If you’re still new to retirement savings, check out John Oliver’s segment on retirement savings. He does the best job at making 401(k) plans entertaining.
How To Check Your 401(k)
First things first, how do you even check your 401(k) account online? Start by going to the website of your 401(k) provider. If you’re not sure who your 401(k) provider is, go onto your employer intranet and it should be listed under a HR resources section. Once you’re on their website, if you get stuck hit forgot username. If you’ve never set up an online profile this process will alert you to that pretty quickly. It’ll take a couple of steps to get your username and password retrieved / set up. Once you have this bookmark the page and save your username / password either through a password manager or somewhere you can reference later.
Check If Your Yearly 401(k) Contribution Goals Are On Track
In the summary tab online there should be a contribution box that tells you the percentage of you’re salary you’re contributing, your contributions this year and your employer contributions this year.
At minimum, always make sure you contribute enough to get your 401(k) employee match. This is free money that requires no additional effort. Additionally, consider contributing the maximum amount for tax benefits. Confirm if you are on track to get your company match. Are you halfway to your yearly contribution goals? If you want to contribute the maximum for tax benefits ($19,000 in 2019), have you contributed at least $9,500 this year?
If your 401(k) contribution goals aren’t on track identify what the gap is between where you are now and your yearly goal, how long it takes contribution changes to go through for your plan and how many paychecks will the new amount be withdrawn from. Then, figure out how much you need to increase your contribution per paycheck.
Check Your 401(k) Fees
When you originally picked your investments, how much attention did you pay to the fees charged? 401(k) fees can vary widely, anywhere from .5% to 5%. And, though the numbers may seem small it can add up to hundreds of thousands of dollars by the time you retire. While you may not have control of all fees in your 401(k) plan, understand which ones are in your control.
Look at the return of each fund option and the fees associated with each fund. Determine if the returns of those funds justify the higher fees. If not, switch funds. For example, if you are in a large cap equity mutual fund you can switch to a large cap equity index fund which will have lower fees. Mutual funds are actively managed funds which is why they have higher fees. Index funds are passively managed funds which follow as closely as possible the performance of its benchmark index.
To find the fees of each fund in a 401(k) plan with Fidelity, go to the Investments tab under your account and scroll down. Click each fund and each fund page will have the fees listed in the table.
Don’t think 401(k) fees are a big deal? NerdWallet shared findings that 401(k) fees could cost millennials $590,000 in retirement savings.
Check Your 401(k) Investments
For 401(k) plans with Fidelity, go to your account and look at your rate of return (both 1 year and year to date). Underneath the rate of return click on investment performance and research. Here, there are more details about the performance of each fund.

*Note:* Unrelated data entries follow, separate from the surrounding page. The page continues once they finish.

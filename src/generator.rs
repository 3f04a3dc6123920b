//! Synthetic labeled telemetry generation.
//!
//! Records are produced lazily from a seeded RNG and streamed to CSV one
//! bounded batch at a time, so the full dataset never sits in memory.

use crate::error::{PipelineError, Result};
use crate::types::telemetry::{FailureType, TelemetryRecord};
use chrono::{DateTime, Duration, Utc};
use rand::distributions::Distribution;
use rand::rngs::StdRng;
use rand::seq::SliceRandom;
use rand::{Rng, SeedableRng};
use statrs::distribution::{Exp, Normal, Poisson};
use std::collections::BTreeMap;
use std::path::Path;
use std::sync::atomic::{AtomicBool, Ordering};
use tracing::{debug, info};

/// Device models paired with their manufacturer
const DEVICE_MODELS: [(&str, &str); 5] = [
    ("Samsung-Galaxy-S22", "Samsung"),
    ("iPhone-14", "Apple"),
    ("Pixel-7", "Google"),
    ("OnePlus-10", "OnePlus"),
    ("Xiaomi-12", "Xiaomi"),
];

/// Records sharing one device id
const RECORDS_PER_DEVICE: u64 = 10;
/// Records sharing one user id
const RECORDS_PER_USER: u64 = 50;

/// Lazy, seeded sequence of labeled telemetry records
pub struct RecordGenerator {
    rng: StdRng,
    next_index: u64,
    end: u64,
    anchor: DateTime<Utc>,
}

impl RecordGenerator {
    /// Create a generator for `total` records. Timestamps are drawn
    /// relative to `anchor`.
    pub fn new(total: u64, seed: u64, anchor: DateTime<Utc>) -> Self {
        Self {
            rng: StdRng::seed_from_u64(seed),
            next_index: 0,
            end: total,
            anchor,
        }
    }

    /// Records not yet produced
    pub fn remaining(&self) -> u64 {
        self.end - self.next_index
    }

    /// Produce at most `batch_size` records; empty once exhausted.
    pub fn next_batch(&mut self, batch_size: usize) -> Vec<TelemetryRecord> {
        let take = (batch_size as u64).min(self.remaining()) as usize;
        let mut batch = Vec::with_capacity(take);
        batch.extend(self.by_ref().take(take));
        batch
    }

    fn build_record(&mut self, index: u64) -> TelemetryRecord {
        let anchor = self.anchor;
        let rng = &mut self.rng;

        let (device_model, manufacturer) = *DEVICE_MODELS
            .choose(rng)
            .unwrap_or(&DEVICE_MODELS[0]);

        let battery_temp = normal(rng, 35.0, 5.0);
        let cpu_temp = normal(rng, 45.0, 8.0);

        let timestamp = anchor - Duration::days(rng.gen_range(0..365));
        let production_date = anchor - Duration::days(rng.gen_range(30..730));
        let security_patch = anchor - Duration::days(rng.gen_range(0..90));

        let memory_total_mb = *[4096_i64, 6144, 8192, 12288].choose(rng).unwrap_or(&8192);
        let storage_total_gb = *[64_i64, 128, 256, 512, 1024].choose(rng).unwrap_or(&128);

        let core_frequencies = (0..8)
            .map(|_| rng.gen_range(1000..3000).to_string())
            .collect::<Vec<_>>()
            .join(",");

        let mut record = TelemetryRecord {
            record_id: format!("rec_{index:08}"),
            device_id: format!("dev_{:06}", index / RECORDS_PER_DEVICE),
            user_id: format!("user_{:05}", index / RECORDS_PER_USER),
            timestamp: timestamp.format("%Y-%m-%dT%H:%M:%S%.6f").to_string(),

            device_model: device_model.to_string(),
            device_manufacturer: manufacturer.to_string(),
            device_batch_number: format!("batch_{:03}", rng.gen_range(1..100)),
            device_production_date: production_date.format("%Y-%m-%d").to_string(),
            device_age_days: rng.gen_range(30..730),
            warranty_status: weighted(rng, &[("in_warranty", 0.7), ("expired", 0.3)]).to_string(),

            os_name: if manufacturer == "Apple" { "iOS" } else { "Android" }.to_string(),
            os_version: rng.gen_range(11..15).to_string(),
            os_build_number: format!("build_{}", rng.gen_range(1000..9999)),
            software_firmware_version: format!(
                "fw_{}.{}",
                rng.gen_range(1..10),
                rng.gen_range(0..99)
            ),
            software_security_patch: security_patch.format("%Y-%m-%d").to_string(),
            software_uptime_hours: exponential(rng, 24.0),
            software_system_crashes: poisson(rng, 1.0),
            software_app_crashes: poisson(rng, 2.0),

            battery_level_percent: rng.gen_range(5.0..100.0),
            battery_health_status: weighted(rng, &[("good", 0.7), ("fair", 0.2), ("poor", 0.1)])
                .to_string(),
            battery_temperature_c: battery_temp,
            battery_voltage_mv: rng.gen_range(3500..4200),
            battery_charge_cycles: rng.gen_range(50..2000),
            battery_charging_status: weighted(rng, &[("charging", 0.3), ("discharging", 0.7)])
                .to_string(),
            battery_current_ma: rng.gen_range(-2000..2000),
            battery_resistance_mohm: rng.gen_range(100..500),
            battery_sudden_shutdowns: poisson(rng, 0.1),

            cpu_usage_percent: rng.gen_range(10.0..90.0),
            cpu_temperature_c_avg: cpu_temp,
            cpu_throttle_events: poisson(rng, 2.0),
            cpu_core_frequencies_mhz: core_frequencies,
            cpu_voltage_scaling_errors: poisson(rng, 0.5),
            cpu_watchdog_resets: poisson(rng, 0.1),

            gpu_usage_percent: rng.gen_range(0.0..80.0),
            gpu_temperature_c: normal(rng, 40.0, 8.0),
            gpu_driver_resets: poisson(rng, 0.2),
            gpu_frequency_mhz: rng.gen_range(400..1000),

            memory_total_mb,
            memory_used_mb: 0,
            memory_swap_used_mb: rng.gen_range(0..1024),
            memory_page_faults: poisson(rng, 100.0),
            memory_oom_kills: poisson(rng, 0.1),
            memory_ecc_corrected_errors: poisson(rng, 0.05),
            memory_dma_faults: poisson(rng, 0.02),

            storage_total_gb,
            storage_used_gb: 0,
            storage_read_errors: poisson(rng, 0.5),
            storage_write_errors: poisson(rng, 0.3),
            storage_bad_block_count: poisson(rng, 2.0),
            storage_io_latency_ms: exponential(rng, 10.0),
            storage_wear_level_percent: rng.gen_range(0.0..50.0),

            thermal_hotspot_temp_c: normal(rng, 50.0, 10.0),
            thermal_sensor_battery_c: battery_temp + normal(rng, 0.0, 2.0),
            thermal_sensor_cpu_cluster0_c: cpu_temp + normal(rng, 0.0, 3.0),
            thermal_sensor_cpu_cluster1_c: cpu_temp + normal(rng, 2.0, 3.0),
            thermal_sensor_gpu_c: normal(rng, 42.0, 8.0),
            thermal_sensor_pmic_c: normal(rng, 38.0, 5.0),
            thermal_shutdowns: poisson(rng, 0.1),

            wifi_signal_dbm: rng.gen_range(-80..-30),
            wifi_disconnects: poisson(rng, 1.0),
            wifi_firmware_crashes: poisson(rng, 0.1),
            wifi_packet_loss_percent: exponential(rng, 2.0),
            cellular_rsrp_dbm: rng.gen_range(-120..-60),
            cellular_drop_calls: poisson(rng, 0.5),
            cellular_modem_resets: poisson(rng, 0.2),
            cellular_handshake_failures: poisson(rng, 1.0),

            peripheral_touchscreen_errors: poisson(rng, 0.3),
            peripheral_camera_init_failures: poisson(rng, 0.2),
            peripheral_mic_speaker_faults: poisson(rng, 0.1),
            peripheral_sensor_hub_desyncs: poisson(rng, 0.5),

            kernel_panics: poisson(rng, 0.1),
            kernel_anrs: poisson(rng, 2.0),
            kernel_irq_storms: poisson(rng, 0.05),
            kernel_driver_probe_failures: poisson(rng, 0.3),
            kernel_system_crash_count: poisson(rng, 0.5),
            kernel_last_boot_reason: ["normal", "crash", "watchdog", "thermal"]
                .choose(rng)
                .copied()
                .unwrap_or("normal")
                .to_string(),

            user_region: ["US", "EU", "ASIA", "OTHER"]
                .choose(rng)
                .copied()
                .unwrap_or("US")
                .to_string(),
            user_account_age_days: rng.gen_range(30..2000),
            user_device_count: rng.gen_range(1..5),
            user_failure_history_count: poisson(rng, 1.0),
            user_behavior_profile: ["light_user", "normal_user", "heavy_gamer", "business_user"]
                .choose(rng)
                .copied()
                .unwrap_or("normal_user")
                .to_string(),

            failure_occurred: false,
            failure_type: None,
            failure_timestamp: None,
        };

        // Dependent fields come last
        record.memory_used_mb = (memory_total_mb as f64 * rng.gen_range(0.3..0.9)) as i64;
        record.storage_used_gb = (storage_total_gb as f64 * rng.gen_range(0.1..0.8)) as i64;

        let failure_type = determine_failure_type(&record);
        record.failure_occurred = failure_type != FailureType::None;
        record.failure_type = Some(failure_type.as_str().to_string());
        if record.failure_occurred {
            let failed_at = anchor - Duration::hours(rng.gen_range(0..24));
            record.failure_timestamp = Some(failed_at.format("%Y-%m-%dT%H:%M:%S%.6f").to_string());
        }

        record
    }
}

Some 401(k) plans offer target date funds which are funds aligned to the assumed year you will retire. If you’re enrolled in one of these plans, they tend to come with higher fees but require the least amount of effort from you to maintain. That way, the mix in your portfolio will shift automatically for you as the person who is managing it will change the investments over time. If you’d prefer to set it and forget it, you may decide this is worth the higher fees.

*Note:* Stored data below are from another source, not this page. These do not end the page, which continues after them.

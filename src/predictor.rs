//! Production predictor: loads a trained artifact pair and scores
//! telemetry records one at a time or in batches.

use crate::error::{PipelineError, Result};
use crate::features::{FeatureEngineer, FeatureFrame, LabelEncoder};
use crate::models::loader::check_pair;
use crate::models::{argmax, ModelArtifact, PreprocessingBundle, TrainedLearner};
use crate::training::thresholds::DEFAULT_THRESHOLD;
use crate::training::RobustScaler;
use crate::types::{PredictionRecord, TelemetryRecord};
use std::collections::BTreeMap;
use std::path::Path;
use std::sync::atomic::{AtomicBool, Ordering};
use std::sync::Arc;
use tokio::sync::Semaphore;
use tracing::{debug, error, info, warn};

pub const MODEL_FILE: &str = "model.json";
pub const PREPROCESSING_FILE: &str = "preprocessing_pipeline.json";

/// Label of the healthy class
const NONE_LABEL: &str = "none";

const UNKNOWN: &str = "unknown";

/// One raw request: a JSON value, or the reason its input line failed to parse
pub type Request = std::result::Result<serde_json::Value, String>;

/// Prediction for one request, with the label the request carried if any
#[derive(Debug, Clone)]
pub struct ScoredRequest {
    pub prediction: PredictionRecord,
    pub actual: Option<String>,
}

/// Read-only scorer shared across requests
#[derive(Debug)]
pub struct Predictor {
    artifact_id: String,
    learner: TrainedLearner,
    engineer: FeatureEngineer,
    scaler: RobustScaler,
    target_encoder: LabelEncoder,
    /// Threshold per class index
    thresholds: Vec<f64>,
}

impl Predictor {
    /// Load and cross-check a model and its preprocessing bundle
    pub fn load<P: AsRef<Path>, Q: AsRef<Path>>(model_path: P, preprocessing_path: Q) -> Result<Self> {
        let model = ModelArtifact::load(model_path.as_ref())?;
        let bundle = PreprocessingBundle::load(preprocessing_path.as_ref())?;
        let predictor = Self::from_artifacts(model, bundle)?;

        info!(
            model_path = %model_path.as_ref().display(),
            artifact_id = %predictor.artifact_id,
            model = %predictor.learner.as_learner().kind(),
            features = predictor.engineer.feature_columns().len(),
            classes = ?predictor.classes(),
            "Model loaded successfully"
        );
        Ok(predictor)
    }

    /// Load `model.json` and `preprocessing_pipeline.json` from a directory
    pub fn from_dir<P: AsRef<Path>>(dir: P) -> Result<Self> {
        let dir = dir.as_ref();
        Self::load(dir.join(MODEL_FILE), dir.join(PREPROCESSING_FILE))
    }

    pub fn from_artifacts(model: ModelArtifact, bundle: PreprocessingBundle) -> Result<Self> {
        check_pair(&model, &bundle)?;

        let thresholds = (0..bundle.target_encoder.len())
            .map(|class| {
                bundle
                    .thresholds
                    .get(&class)
                    .copied()
                    .unwrap_or(DEFAULT_THRESHOLD)
            })
            .collect();

        Ok(Self {
            artifact_id: model.artifact_id,
            learner: model.learner,
            engineer: bundle.feature_engineer,
            scaler: bundle.scaler,
            target_encoder: bundle.target_encoder,
            thresholds,
        })
    }

    pub fn artifact_id(&self) -> &str {
        &self.artifact_id
    }

    pub fn classes(&self) -> &[String] {
        self.target_encoder.classes()
    }

    pub fn thresholds(&self) -> &[f64] {
        &self.thresholds
    }

    pub fn feature_columns(&self) -> &[String] {
        self.engineer.feature_columns()
    }

    pub fn scaler(&self) -> &RobustScaler {
        &self.scaler
    }

    /// Engineer features for `records` with the fitted state, unscaled
    pub fn transform(&self, records: &[TelemetryRecord]) -> Result<FeatureFrame> {
        self.engineer.transform(records)
    }

    /// Score one record. Failures are captured in the returned record.
    pub fn predict(&self, record: &TelemetryRecord) -> PredictionRecord {
        match self.score(record) {
            Ok(prediction) => prediction,
            Err(e) => {
                warn!(device_id = %record.device_id, error = %e, "Prediction failed");
                PredictionRecord::failed(
                    record.device_id.clone(),
                    record.timestamp.clone(),
                    e.to_string(),
                )
            }
        }
    }

    /// Score a raw JSON request. Records that do not deserialize yield an
    /// error record with whatever identity fields are present.
    pub fn predict_value(&self, value: &serde_json::Value) -> PredictionRecord {
        match serde_json::from_value::<TelemetryRecord>(value.clone()) {
            Ok(record) => self.predict(&record),
            Err(e) => {
                let field = |name: &str| {
                    value
                        .get(name)
                        .and_then(|v| v.as_str())
                        .unwrap_or(UNKNOWN)
                        .to_string()
                };
                warn!(error = %e, "Invalid telemetry record");
                PredictionRecord::failed(field("device_id"), field("timestamp"), e.to_string())
            }
        }
    }

    /// Score one raw request; unparsable input becomes an error record
    pub fn predict_request(&self, request: &Request) -> ScoredRequest {
        match request {
            Ok(value) => ScoredRequest {
                prediction: self.predict_value(value),
                actual: value
                    .get("failure_type")
                    .and_then(|v| v.as_str())
                    .map(str::to_string),
            },
            Err(reason) => ScoredRequest {
                prediction: PredictionRecord::failed(
                    UNKNOWN.to_string(),
                    UNKNOWN.to_string(),
                    reason.clone(),
                ),
                actual: None,
            },
        }
    }

    /// Score every record in order; one failure does not affect the others
    pub fn batch_predict(&self, records: &[TelemetryRecord]) -> Vec<PredictionRecord> {
        self.batch_predict_cancellable(records, &AtomicBool::new(false))
    }

    /// Like [`Predictor::batch_predict`], stopping between records once
    /// `cancel` is set and returning the results produced so far
    pub fn batch_predict_cancellable(
        &self,
        records: &[TelemetryRecord],
        cancel: &AtomicBool,
    ) -> Vec<PredictionRecord> {
        let mut predictions = Vec::with_capacity(records.len());
        for record in records {
            if cancel.load(Ordering::Relaxed) {
                info!(
                    completed = predictions.len(),
                    total = records.len(),
                    "Batch prediction cancelled"
                );
                break;
            }
            predictions.push(self.predict(record));
        }
        predictions
    }

    fn score(&self, record: &TelemetryRecord) -> Result<PredictionRecord> {
        let frame = self.engineer.transform(std::slice::from_ref(record))?;
        let mut x = frame.to_matrix()?;
        self.scaler.transform(&mut x)?;

        let proba = self.learner.as_learner().predict_proba(x.view())?;
        let row: Vec<f64> = proba.row(0).to_vec();
        if row.len() != self.classes().len() {
            return Err(PipelineError::InvalidArtifact(format!(
                "model returned {} probabilities for {} classes",
                row.len(),
                self.classes().len()
            )));
        }

        let mut failure_types: Vec<String> = self
            .classes()
            .iter()
            .zip(&row)
            .zip(&self.thresholds)
            .filter(|((_, &p), &threshold)| p >= threshold)
            .map(|((label, _), _)| label.clone())
            .collect();
        if failure_types.is_empty() {
            failure_types.push(self.classes()[argmax(row.iter().copied())].clone());
        }

        let probabilities: BTreeMap<String, f64> =
            self.classes().iter().cloned().zip(row).collect();

        debug!(
            device_id = %record.device_id,
            failure_types = ?failure_types,
            "Record scored"
        );

        Ok(PredictionRecord::scored(
            record.device_id.clone(),
            record.timestamp.clone(),
            failure_types,
            probabilities,
            NONE_LABEL,
        ))
    }
}

/// Score `requests` on at most `workers` concurrent tasks.
///
/// Results keep request order and a failing request only fills its own
/// slot with an error record. Once `cancel` is set no new request starts
/// and the results produced so far are returned.
pub async fn score_requests(
    predictor: Arc<Predictor>,
    requests: Vec<Request>,
    workers: usize,
    cancel: Arc<AtomicBool>,
) -> Vec<ScoredRequest> {
    let total = requests.len();
    let semaphore = Arc::new(Semaphore::new(workers.max(1)));
    let mut handles = Vec::with_capacity(total);

    for request in requests {
        let Ok(permit) = semaphore.clone().acquire_owned().await else {
            break;
        };
        if cancel.load(Ordering::Relaxed) {
            info!(started = handles.len(), total = total, "Scoring cancelled");
            break;
        }

        let predictor = predictor.clone();
        handles.push(tokio::spawn(async move {
            let scored = predictor.predict_request(&request);
            drop(permit);
            scored
        }));
    }

    futures::future::join_all(handles)
        .await
        .into_iter()
        .map(|result| match result {
            Ok(scored) => scored,
            Err(e) => {
                error!(error = %e, "Prediction task failed");
                ScoredRequest {
                    prediction: PredictionRecord::failed(
                        UNKNOWN.to_string(),
                        UNKNOWN.to_string(),
                        e.to_string(),
                    ),
                    actual: None,
                }
            }
        })
        .collect()
}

If you’re not invested in the target date funds, determine how the investments within your 401(k) plan are performing. While your 401(k) investments are in it for the long haul, it is always good to look at your investments once or twice or year. Should you be overweight or overweight in certain segments like international, large cap or small cap? Should you change only your future elections or current investments?

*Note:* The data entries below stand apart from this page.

impl FeatureEngineer {
    pub fn new(config: &FeaturesConfig) -> Self {
        Self::with_group_limit(config.max_aggregation_groups)
    }

    pub fn with_group_limit(max_aggregation_groups: usize) -> Self {
        Self {
            encoders: BTreeMap::new(),
            feature_columns: Vec::new(),
            degraded_groups: Vec::new(),
            max_aggregation_groups,
            fitted: false,
        }
    }

    pub fn is_fitted(&self) -> bool {
        self.fitted
    }

    pub fn feature_columns(&self) -> &[String] {
        &self.feature_columns
    }

    pub fn encoders(&self) -> &BTreeMap<String, LabelEncoder> {
        &self.encoders
    }

    pub fn degraded_groups(&self) -> &[HistoryGroup] {
        &self.degraded_groups
    }

    /// Columns filled with sentinel values during fit
    pub fn degraded_features(&self) -> Vec<String> {
        self.degraded_groups
            .iter()
            .flat_map(|group| group.column_names())
            .collect()
    }

    /// Fit encoders and the column list on `records`, then transform them
    pub fn fit_transform(&mut self, records: &[TelemetryRecord]) -> Result<FeatureFrame> {
        info!(rows = records.len(), "Starting feature engineering");

        self.encoders = CATEGORICAL_COLUMNS
            .iter()
            .map(|&column| {
                let encoder =
                    LabelEncoder::fit(records.iter().map(|r| categorical_value(r, column)));
                (column.to_string(), encoder)
            })
            .collect();

        let (frame, degraded) = self.engineer(records, &[]);

        self.feature_columns = frame
            .columns()
            .iter()
            .filter(|c| !EXCLUDED_COLUMNS.contains(&c.name.as_str()))
            .map(|c| c.name.clone())
            .collect();
        self.degraded_groups = degraded;
        self.fitted = true;

        info!(
            features = self.feature_columns.len(),
            degraded = ?self.degraded_groups,
            "Total features created: {}",
            self.feature_columns.len()
        );

        frame.select(&self.feature_columns)
    }

    /// Transform with the fitted state; never mutates it
    pub fn transform(&self, records: &[TelemetryRecord]) -> Result<FeatureFrame> {
        if !self.fitted {
            return Err(PipelineError::Unfitted);
        }
        debug!(rows = records.len(), "Transforming records");

        let (frame, _) = self.engineer(records, &self.degraded_groups);
        frame.select(&self.feature_columns)
    }

    /// Build every feature group in column order. Groups listed in
    /// `forced_fallback` use sentinel values without being computed.
    fn engineer(
        &self,
        records: &[TelemetryRecord],
        forced_fallback: &[HistoryGroup],
    ) -> (FeatureFrame, Vec<HistoryGroup>) {
        let n_rows = records.len();
        let mut frame = FeatureFrame::new(
            records.iter().map(|r| r.record_id.clone()).collect(),
            records.iter().map(|r| r.failure_label().to_string()).collect(),
        );

        // raw numeric
        let mut raw: Vec<Vec<Option<f64>>> = NUMERIC_FIELDS
            .iter()
            .map(|_| Vec::with_capacity(n_rows))
            .collect();
        for record in records {
            for (column, value) in raw.iter_mut().zip(record.numeric_values()) {
                column.push((!value.is_nan()).then_some(value));
            }
        }
        for ((name, kind), values) in NUMERIC_FIELDS.iter().zip(raw) {
            let kind = match kind {
                NumericKind::Float => ColumnKind::Float,
                NumericKind::Count => ColumnKind::Integer,
            };
            frame.push(Column::new(*name, kind, values));
        }

        frame.extend(temporal_columns(records));

        let mut degraded = Vec::new();
        for group in [HistoryGroup::User, HistoryGroup::Device] {
            if forced_fallback.contains(&group) {
                frame.extend(group.fallback_columns(n_rows));
                degraded.push(group);
                continue;
            }

            let computed = match group {
                HistoryGroup::User => aggregates::user_history(records, self.max_aggregation_groups),
                HistoryGroup::Device => {
                    aggregates::device_history(records, self.max_aggregation_groups)
                }
            };
            match computed {
                Ok(columns) => frame.extend(columns),
                Err(failure) => {
                    warn!(
                        group = %group,
                        reason = %failure,
                        "Error in {} features, using simplified version",
                        group
                    );
                    frame.extend(group.fallback_columns(n_rows));
                    degraded.push(group);
                }
            }
        }

        frame.extend(aggregates::model_profile(records));

        let anomalies = anomaly_columns(records, &frame);
        frame.extend(anomalies);

        for column in CATEGORICAL_COLUMNS {
            let values = match self.encoders.get(column) {
                Some(encoder) => records
                    .iter()
                    .map(|r| Some(encoder.encode(categorical_value(r, column)) as f64))
                    .collect(),
                None => vec![Some(-1.0); n_rows],
            };
            frame.push(Column::new(
                format!("{column}_encoded"),
                ColumnKind::Encoded,
                values,
            ));
        }

        frame.extend(interaction_columns(records));

        (frame, degraded)
    }
}

fn temporal_columns(records: &[TelemetryRecord]) -> Vec<Column> {
    let parsed: Vec<(Option<NaiveDateTime>, Option<NaiveDate>)> = records
        .iter()
        .map(|r| {
            (
                parse_timestamp(&r.timestamp),
                parse_date(&r.device_production_date),
            )
        })
        .collect();

    let from_timestamp = |f: fn(&NaiveDateTime) -> f64| -> Vec<Option<f64>> {
        parsed.iter().map(|(ts, _)| ts.as_ref().map(f)).collect()
    };

    vec![
        Column::new(
            "hour_of_day",
            ColumnKind::Integer,
            from_timestamp(|ts| ts.hour() as f64),
        ),
        Column::new(
            "day_of_week",
            ColumnKind::Integer,
            from_timestamp(|ts| ts.weekday().number_from_monday() as f64),
        ),
        Column::new(
            "month",
            ColumnKind::Integer,
            from_timestamp(|ts| ts.month() as f64),
        ),
        Column::new(
            "device_age_actual",
            ColumnKind::Integer,
            parsed
                .iter()
                .map(|(ts, prod)| match (ts, prod) {
                    (Some(ts), Some(prod)) => Some((ts.date() - *prod).num_days() as f64),
                    _ => None,
                })
                .collect(),
        ),
    ]
}

fn anomaly_columns(records: &[TelemetryRecord], frame: &FeatureFrame) -> Vec<Column> {
    let model_stat = |name: &str, factor: f64| -> Vec<Option<f64>> {
        match frame.column(name) {
            Some(column) => column.values.iter().map(|v| v.map(|x| x * factor)).collect(),
            None => vec![None; records.len()],
        }
    };

    let exceeds = |name: &str, limits: Vec<Option<f64>>, value_of: fn(&TelemetryRecord) -> f64| {
        Column::boolean(
            name,
            records
                .iter()
                .zip(limits)
                .map(|(record, limit)| limit.map(|limit| value_of(record) > limit)),
        )
    };

    vec![
        exceeds(
            "cpu_temp_anomaly",
            model_stat("model_avg_cpu_temp", 1.2),
            |r| r.cpu_temperature_c_avg,
        ),
        exceeds(
            "hotspot_temp_anomaly",
            model_stat("model_avg_hotspot_temp", 1.2),
            |r| r.thermal_hotspot_temp_c,
        ),
        exceeds(
            "cpu_usage_anomaly",
            model_stat("model_cpu_95_percentile", 1.0),
            |r| r.cpu_usage_percent,
        ),
        exceeds(
            "memory_usage_anomaly",
            model_stat("model_memory_95_percentile", 1.0),
            |r| r.memory_used_mb as f64,
        ),
        Column::boolean(
            "battery_overheat",
            records.iter().map(|r| Some(r.battery_temperature_c > 45.0)),
        ),
        Column::boolean(
            "battery_critical_low",
            records.iter().map(|r| Some(r.battery_level_percent < 5.0)),
        ),
        Column::boolean(
            "storage_error_spike",
            records
                .iter()
                .map(|r| Some(r.storage_read_errors + r.storage_write_errors > 10)),
        ),
        Column::boolean(
            "kernel_panic_occurred",
            records.iter().map(|r| Some(r.kernel_panics > 0)),
        ),
    ]
}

Lastly, how many years has it been since you’ve changed the mix in your portfolio? If you set your portfolio mix 10 years ago, you may be overweight on stocks and need to rebalance your portfolio to include more fixed income.
Check Your 401(k) Beneficiary
While you’re in your online account don’t forget to check that you’ve named a beneficiary for your 401(k) account. Typically, a spouse must be the beneficiary unless they sign a waiver. If you’re not married it’s important to name a beneficiary in your account. The Motley Fool shares additional tips on when someone inherits a 401(k).
Check Your 401(k) Balances From Former Employers
Did you switch jobs this year or in the past? While you’re doing a status check on your current 401(k) plan don’t forget about any previous 401(k) plans you have. If you don’t want to manage multiple 401(k) accounts, Fidelity outlines four options on what to do with an old 401(k) plan here.
Great tips! While you don’t have to (and shouldn’t) check in daily or even weekly, it is good to check into all of your accounts once in awhile to make sure everything is still going as planned.
Thanks!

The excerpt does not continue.